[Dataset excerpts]
__________________________________________________

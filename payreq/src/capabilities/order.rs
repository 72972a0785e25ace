//! Order details attached to payment requests as metadata.

use crate::errors::Result;
use crate::request::Request;
use serde::{Deserialize, Serialize};
use serde_json::json;

/// The store order a payment belongs to.
#[derive(Debug, Clone, PartialEq, Eq, Serialize, Deserialize)]
pub struct OrderDetails {
    /// Internal order id.
    pub id: u64,
    /// Customer-facing order number.
    pub number: String,
    /// Order key used in order links.
    pub key: String,
    /// Order status in the store, e.g. `processing` or `cancelled`.
    pub status: String,
    /// Billing name.
    #[serde(default)]
    pub customer_name: String,
    /// Billing email.
    #[serde(default)]
    pub customer_email: String,
}

/// Read access to store orders.
pub trait OrderLookup: Send + Sync {
    /// Finds an order by id.
    fn find_order(&self, order_id: u64) -> Result<OrderDetails>;
}

/// Writes order identity and customer details into the `metadata` param.
///
/// Existing metadata entries are kept unless an order field overwrites them.
pub trait OrderInfo: Request {
    /// Attaches `order` to the request.
    fn set_order(&mut self, order: &OrderDetails) -> Result<()> {
        let mut metadata = match self.get_param("metadata") {
            Ok(serde_json::Value::Object(map)) => map,
            _ => serde_json::Map::new(),
        };
        metadata.insert("order_id".to_string(), json!(order.id));
        metadata.insert("order_number".to_string(), json!(order.number));
        metadata.insert("order_key".to_string(), json!(order.key));
        metadata.insert("customer_name".to_string(), json!(order.customer_name));
        metadata.insert("customer_email".to_string(), json!(order.customer_email));
        self.core_mut().set_param("metadata", serde_json::Value::Object(metadata))
    }

    /// Looks the order up and attaches it.
    fn set_order_id(&mut self, order_id: u64, orders: &dyn OrderLookup) -> Result<()> {
        let order = orders.find_order(order_id)?;
        self.set_order(&order)
    }
}

#[cfg(test)]
mod tests {
    use super::*;
    use crate::contracts::{DefaultValue, RequestDescriptor};
    use crate::request::{RequestCore, RequestType};
    use crate::testing::{mock_transport, sample_order, StaticOrderLookup};
    use pretty_assertions::assert_eq;

    static ORDERED: RequestDescriptor = RequestDescriptor {
        name: "order_info_test",
        defaults: &[("metadata", DefaultValue::EmptyMap)],
        ..RequestDescriptor::BLANK
    };

    #[derive(Debug)]
    struct Ordered {
        core: RequestCore,
    }

    impl Request for Ordered {
        fn core(&self) -> &RequestCore {
            &self.core
        }

        fn core_mut(&mut self) -> &mut RequestCore {
            &mut self.core
        }
    }

    impl RequestType for Ordered {
        fn type_descriptor() -> &'static RequestDescriptor {
            &ORDERED
        }

        fn from_core(core: RequestCore) -> Self {
            Self { core }
        }
    }

    impl OrderInfo for Ordered {}

    #[test]
    fn test_set_order_merges_metadata() {
        let mut request = Ordered::create(mock_transport(), None).unwrap();
        request.core_mut().set_param("metadata", json!({"source": "checkout"})).unwrap();
        request.set_order(&sample_order(42, "processing")).unwrap();

        assert_eq!(
            request.get_param("metadata").unwrap(),
            json!({
                "source": "checkout",
                "order_id": 42,
                "order_number": "42",
                "order_key": "wc_order_42",
                "customer_name": "Jane Doe",
                "customer_email": "jane@example.com"
            })
        );
    }

    #[test]
    fn test_set_order_id_uses_lookup() {
        let orders = StaticOrderLookup::new().with_order(sample_order(7, "completed"));
        let mut request = Ordered::create(mock_transport(), None).unwrap();
        request.set_order_id(7, &orders).unwrap();
        assert_eq!(request.get_param("metadata").unwrap()["order_number"], json!("7"));

        assert!(request.set_order_id(8, &orders).is_err());
    }
}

__________________________________________________

» **Exercise aim**: Copy every record exactly.

» **Solution to the problem**:
filename payreq/src/capabilities/order.rs
repository 72972a0785e25ace
//! Order details attached to payment requests as metadata.

use crate::errors::Result;
use crate::request::Request;
use serde::{Deserialize, Serialize};
use serde_json::json;

/// The store order a payment belongs to.
#[derive(Debug, Clone, PartialEq, Eq, Serialize, Deserialize)]
pub struct OrderDetails {
    /// Internal order id.
    pub id: u64,
    /// Customer-facing order number.
    pub number: String,
    /// Order key used in order links.
    pub key: String,
    /// Order status in the store, e.g. `processing` or `cancelled`.
    pub status: String,
    /// Billing name.
    #[serde(default)]
    pub customer_name: String,
    /// Billing email.
    #[serde(default)]
    pub customer_email: String,
}

/// Read access to store orders.
pub trait OrderLookup: Send + Sync {
    /// Finds an order by id.
    fn find_order(&self, order_id: u64) -> Result<OrderDetails>;
}

/// Writes order identity and customer details into the `metadata` param.
///
/// Existing metadata entries are kept unless an order field overwrites them.
pub trait OrderInfo: Request {
    /// Attaches `order` to the request.
    fn set_order(&mut self, order: &OrderDetails) -> Result<()> {
        let mut metadata = match self.get_param("metadata") {
            Ok(serde_json::Value::Object(map)) => map,
            _ => serde_json::Map::new(),
        };
        metadata.insert("order_id".to_string(), json!(order.id));
        metadata.insert("order_number".to_string(), json!(order.number));
        metadata.insert("order_key".to_string(), json!(order.key));
        metadata.insert("customer_name".to_string(), json!(order.customer_name));
        metadata.insert("customer_email".to_string(), json!(order.customer_email));
        self.core_mut().set_param("metadata", serde_json::Value::Object(metadata))
    }

    /// Looks the order up and attaches it.
    fn set_order_id(&mut self, order_id: u64, orders: &dyn OrderLookup) -> Result<()> {
        let order = orders.find_order(order_id)?;
        self.set_order(&order)
    }
}

#[cfg(test)]
mod tests {
    use super::*;
    use crate::contracts::{DefaultValue, RequestDescriptor};
    use crate::request::{RequestCore, RequestType};
    use crate::testing::{mock_transport, sample_order, StaticOrderLookup};
    use pretty_assertions::assert_eq;

    static ORDERED: RequestDescriptor = RequestDescriptor {
        name: "order_info_test",
        defaults: &[("metadata", DefaultValue::EmptyMap)],
        ..RequestDescriptor::BLANK
    };

    #[derive(Debug)]
    struct Ordered {
        core: RequestCore,
    }

    impl Request for Ordered {
        fn core(&self) -> &RequestCore {
            &self.core
        }

        fn core_mut(&mut self) -> &mut RequestCore {
            &mut self.core
        }
    }

    impl RequestType for Ordered {
        fn type_descriptor() -> &'static RequestDescriptor {
            &ORDERED
        }

        fn from_core(core: RequestCore) -> Self {
            Self { core }
        }
    }

    impl OrderInfo for Ordered {}

    #[test]
    fn test_set_order_merges_metadata() {
        let mut request = Ordered::create(mock_transport(), None).unwrap();
        request.core_mut().set_param("metadata", json!({"source": "checkout"})).unwrap();
        request.set_order(&sample_order(42, "processing")).unwrap();

        assert_eq!(
            request.get_param("metadata").unwrap(),
            json!({
                "source": "checkout",
                "order_id": 42,
                "order_number": "42",
                "order_key": "wc_order_42",
                "customer_name": "Jane Doe",
                "customer_email": "jane@example.com"
            })
        );
    }

    #[test]
    fn test_set_order_id_uses_lookup() {
        let orders = StaticOrderLookup::new().with_order(sample_order(7, "completed"));
        let mut request = Ordered::create(mock_transport(), None).unwrap();
        request.set_order_id(7, &orders).unwrap();
        assert_eq!(request.get_param("metadata").unwrap()["order_number"], json!("7"));

        assert!(request.set_order_id(8, &orders).is_err());
    }
}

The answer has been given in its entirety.